10. Истолкование христианской практики, составляющее основную задачу теологии, акцентирует на особенностях, на своеобычности этой практики, подчеркивая ее «странность», находя новый язык, избегая привычных шаблонов, которые стушевывают уникальность христианства. Идея о том, что эта практика является, в сущности, «музыкой», – лишь один из примеров такого «остранения». В качестве еще одного примера можно привести предположение, что эта музыка подразумевает «общность» в очень специфическом смысле. Для христианства, подлинная общность означает свободу людей и групп быть разными, не сводиться к ролям в установленном консенсусе; но одновременно, эта общность совершенно исключает безразличие. Мирная, сплоченная, надежная община предполагает абсолютный консенсус, и все же, там, где различие признается, это не соглашение в области идей, не что-то достигнутое раз и навсегда, а консенсус, выражающийся исключительно в жизни и взаимоотношениях внутри самой общины, консенсус, который движется и «изменяется»: concentus musicus. Только христианству (даже не Иудаизму, откладывающему универсальность до последнего аккорда, эсхатона) присуща такая идея общности: это именно, чем должна быть Церковь (Лэш).

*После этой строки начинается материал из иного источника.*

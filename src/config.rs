//! Tester configuration
//!
//! The tester is configured from an optional JSON file. Every field but the report directory
//! has a default, an empty object (or no file at all) gives the stock fixture for the selected
//! board version. The report directory has to be set for the full test, it is never guessed
//! from the working directory:
//!
//! ```json
//! {
//!     "host": "localhost",
//!     "port": 4223,
//!     "board": "v3",
//!     "uids": {
//!         "dual_analog_in": "23RC",
//!         "quad_relay": ["RVG", "RNW", "RzF"],
//!         "io4": "27q9",
//!         "rgb_led": "29aw"
//!     },
//!     "report": { "directory": "~/wallbox/evse_v3_test_report", "git": true },
//!     "timing": { "enumerate_timeout_ms": 10000 }
//! }
//! ```

use std::{sync::Arc, time::Duration};

use serde::{Deserialize, Serialize};
use strum_macros::Display;

/// Config result
pub type ConfigResult<T> = Result<T, ConfigError>;

#[derive(Debug, Clone, thiserror::Error)]
/// Error loading the tester configuration
pub enum ConfigError {
    /// The config file could not be read
    #[error("Cannot read config file {path}")]
    ReadError {
        /// Path of the config file
        path: String,
        /// Underlying error
        #[source]
        source: Arc<std::io::Error>,
    },
    /// The config file is not valid JSON or has fields of the wrong type
    #[error("Cannot parse config file {path}")]
    ParseError {
        /// Path of the config file
        path: String,
        /// Underlying error
        #[source]
        source: Arc<serde_json::Error>,
    },
    /// A value is out of range
    #[error("Invalid config value: {0}")]
    InvalidValue(String),
}

/// Hardware revision of the EVSE Bricklet under test. The fixture differs per revision
#[derive(Debug, Copy, Clone, PartialEq, Eq, Default, Display, Serialize, Deserialize)]
#[serde(rename_all = "lowercase")]
pub enum BoardVersion {
    /// EVSE Bricklet 2.0
    #[default]
    #[strum(to_string = "2.0")]
    V2,
    /// EVSE Bricklet 3.0
    #[strum(to_string = "3.0")]
    V3,
}

impl BoardVersion {
    /// Product name as used in the test report
    pub fn product_name(&self) -> String {
        format!("EVSE Bricklet {self}")
    }

    /// Version reported in [crate::hardware::HardwareConfiguration::evse_version]
    pub fn hardware_version(&self) -> u8 {
        match self {
            BoardVersion::V2 => 20,
            BoardVersion::V3 => 30,
        }
    }
}

/// UIDs of the fixture bricklets
#[derive(Debug, Clone, PartialEq, Eq, Serialize, Deserialize)]
#[serde(deny_unknown_fields)]
pub struct FixtureUids {
    /// EVSE under test. Found by enumeration if unset
    #[serde(default)]
    pub evse: Option<String>,
    /// Industrial Dual Analog In 2.0 (channel 0 PP/PE, channel 1 CP/PE)
    pub dual_analog_in: String,
    /// The three Industrial Quad Relay 2.0
    pub quad_relay: [String; 3],
    /// Industrial Dual Relay switching the contactor supply (2.0 fixture)
    #[serde(default)]
    pub dual_relay: Option<String>,
    /// IO-4 2.0 reading back the indicator LED (3.0 fixture)
    #[serde(default)]
    pub io4: Option<String>,
    /// RGB LED 2.0 showing the test result (3.0 fixture)
    #[serde(default)]
    pub rgb_led: Option<String>,
}

impl FixtureUids {
    /// UIDs of the stock fixture for `board`
    pub fn defaults(board: BoardVersion) -> Self {
        match board {
            BoardVersion::V2 => Self {
                evse: None,
                dual_analog_in: "Sii".into(),
                quad_relay: ["UmP".into(), "Ukk".into(), "Ukd".into()],
                dual_relay: Some("Tfh".into()),
                io4: None,
                rgb_led: None,
            },
            BoardVersion::V3 => Self {
                evse: None,
                dual_analog_in: "23RC".into(),
                quad_relay: ["RVG".into(), "RNW".into(), "RzF".into()],
                dual_relay: None,
                io4: Some("27q9".into()),
                rgb_led: Some("29aw".into()),
            },
        }
    }
}

/// Location of the CSV test report
#[derive(Debug, Clone, PartialEq, Eq, Default, Serialize, Deserialize)]
#[serde(default, deny_unknown_fields)]
pub struct ReportConfig {
    /// Working tree of the report repository. Required for the full test
    pub directory: Option<String>,
    /// Name of the CSV file
    pub file_name: Option<String>,
    /// Pull, commit and push the report
    pub git: Option<bool>,
}

/// Delays and timeouts of the procedure, all in ms
#[derive(Debug, Copy, Clone, PartialEq, Eq, Serialize, Deserialize)]
#[serde(default, deny_unknown_fields)]
#[allow(missing_docs)]
pub struct Timing {
    /// Wait after reset for the DC fault protection to calibrate
    pub calibration_ms: u64,
    /// Wait after switching a resistor network or the charging current
    pub settle_ms: u64,
    /// Wait after changing a GPIO or the shutdown input
    pub gpio_settle_ms: u64,
    /// Wait after setting the indicator LED before reading it back
    pub led_settle_ms: u64,
    pub contactor_poll_ms: u64,
    pub button_poll_ms: u64,
    /// Limit for the contactor to follow the CP state. 0 waits forever
    pub contactor_timeout_ms: u64,
    /// Limit for the EVSE to show up in the enumeration. 0 waits forever
    pub enumerate_timeout_ms: u64,
    /// Timeout of a single device request
    pub request_timeout_ms: u64,
    /// Maximum accepted contactor switch-off time
    pub max_switch_off_ms: u64,
    /// Time between CP state changes of the charge cycle tool
    pub cycle_phase_ms: u64,
    /// Time the charge cycle tool keeps the contactor closed
    pub cycle_charge_ms: u64,
}

impl Default for Timing {
    fn default() -> Self {
        Self {
            calibration_ms: 1200,
            settle_ms: 500,
            gpio_settle_ms: 100,
            led_settle_ms: 1000,
            contactor_poll_ms: 10,
            button_poll_ms: 100,
            contactor_timeout_ms: 10_000,
            enumerate_timeout_ms: 10_000,
            request_timeout_ms: 2500,
            max_switch_off_ms: 100,
            cycle_phase_ms: 5000,
            cycle_charge_ms: 10_000,
        }
    }
}

fn optional_ms(ms: u64) -> Option<Duration> {
    (ms != 0).then(|| Duration::from_millis(ms))
}

impl Timing {
    /// Contactor wait limit, [None] if unbounded
    pub fn contactor_timeout(&self) -> Option<Duration> {
        optional_ms(self.contactor_timeout_ms)
    }

    /// Enumeration wait limit, [None] if unbounded
    pub fn enumerate_timeout(&self) -> Option<Duration> {
        optional_ms(self.enumerate_timeout_ms)
    }
}

/// Tester configuration
#[derive(Debug, Clone, PartialEq, Eq, Serialize, Deserialize)]
#[serde(default, deny_unknown_fields)]
pub struct TesterConfig {
    /// Host running brickd
    pub host: String,
    /// brickd port
    pub port: u16,
    /// Board revision under test
    pub board: BoardVersion,
    /// Fixture UIDs. Defaults to the stock fixture of `board`
    pub uids: Option<FixtureUids>,
    /// Report location
    pub report: ReportConfig,
    /// Procedure timing
    pub timing: Timing,
    /// Ask the operator to confirm the switch position before starting
    pub prompt_operator: bool,
}

impl Default for TesterConfig {
    fn default() -> Self {
        Self {
            host: "localhost".into(),
            port: 4223,
            board: BoardVersion::default(),
            uids: None,
            report: ReportConfig::default(),
            timing: Timing::default(),
            prompt_operator: true,
        }
    }
}

impl TesterConfig {
    /// Loads the config from a JSON file. `~` in the path is expanded
    pub fn load(path: &str) -> ConfigResult<Self> {
        let path = shellexpand::tilde(path).to_string();
        let text = std::fs::read_to_string(&path).map_err(|e| ConfigError::ReadError {
            path: path.clone(),
            source: Arc::new(e),
        })?;
        let cfg = Self::from_json(&text).map_err(|e| match e {
            ConfigError::ParseError { source, .. } => ConfigError::ParseError { path, source },
            other => other,
        })?;
        Ok(cfg)
    }

    /// Parses the config from a JSON string
    pub fn from_json(text: &str) -> ConfigResult<Self> {
        let cfg: Self = serde_json::from_str(text).map_err(|e| ConfigError::ParseError {
            path: "<string>".into(),
            source: Arc::new(e),
        })?;
        cfg.validate()?;
        Ok(cfg)
    }

    fn validate(&self) -> ConfigResult<()> {
        if self.host.is_empty() {
            return Err(ConfigError::InvalidValue("host is empty".into()));
        }
        let uids = self.uids();
        match self.board {
            BoardVersion::V2 if uids.dual_relay.is_none() => {
                Err(ConfigError::InvalidValue("2.0 fixture needs a dual_relay UID".into()))
            }
            BoardVersion::V3 if uids.io4.is_none() || uids.rgb_led.is_none() => {
                Err(ConfigError::InvalidValue("3.0 fixture needs io4 and rgb_led UIDs".into()))
            }
            _ => Ok(()),
        }
    }

    /// Fixture UIDs, falling back to the stock fixture of the board version
    pub fn uids(&self) -> FixtureUids {
        self.uids.clone().unwrap_or_else(|| FixtureUids::defaults(self.board))
    }

    /// Working tree of the report repository, `~` expanded
    pub fn report_directory(&self) -> ConfigResult<String> {
        match self.report.directory.as_deref() {
            Some(dir) if !dir.is_empty() => Ok(shellexpand::tilde(dir).to_string()),
            _ => Err(ConfigError::InvalidValue("report.directory is not set".into())),
        }
    }

    /// Name of the CSV report file
    pub fn report_file_name(&self) -> &str {
        self.report.file_name.as_deref().unwrap_or("full_test_log.csv")
    }

    /// True if the report is committed and pushed
    pub fn report_uses_git(&self) -> bool {
        self.report.git.unwrap_or(true)
    }
}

11. У теологии на самом деле нет лучшего занятия, чем созерцание уникальности христианских норм общности. Ведь вся христианская практика, как и всякая практика,  имеет полностью «внешний» характер, полностью состоит из знаков и действий, обращенных к «личностям». Предание изначально настаивало, что о Боге можно говорить только в контексте определенных исторических событий и воспоминаний; постмодерн подчеркивает вдобавок, что Бога невозможно видеть, на Него невозможно посмотреть. Ответить Богу означает ответить напору неизвестности. Когда христиане задаются вопросом, чему подобен Бог, единственное, что им остается – это указать на наш «ответ» Богу: образование христианской общины. Община – это и есть то, что подобно Богу, причем еще более Ему подобен идеал общины, ее цель, скрыто присутствующая в ее практиках. Поэтому с тем же успехом можно и сказать, что община не подобна Богу, на неизреченную реальность Которого она лишь силится ответить.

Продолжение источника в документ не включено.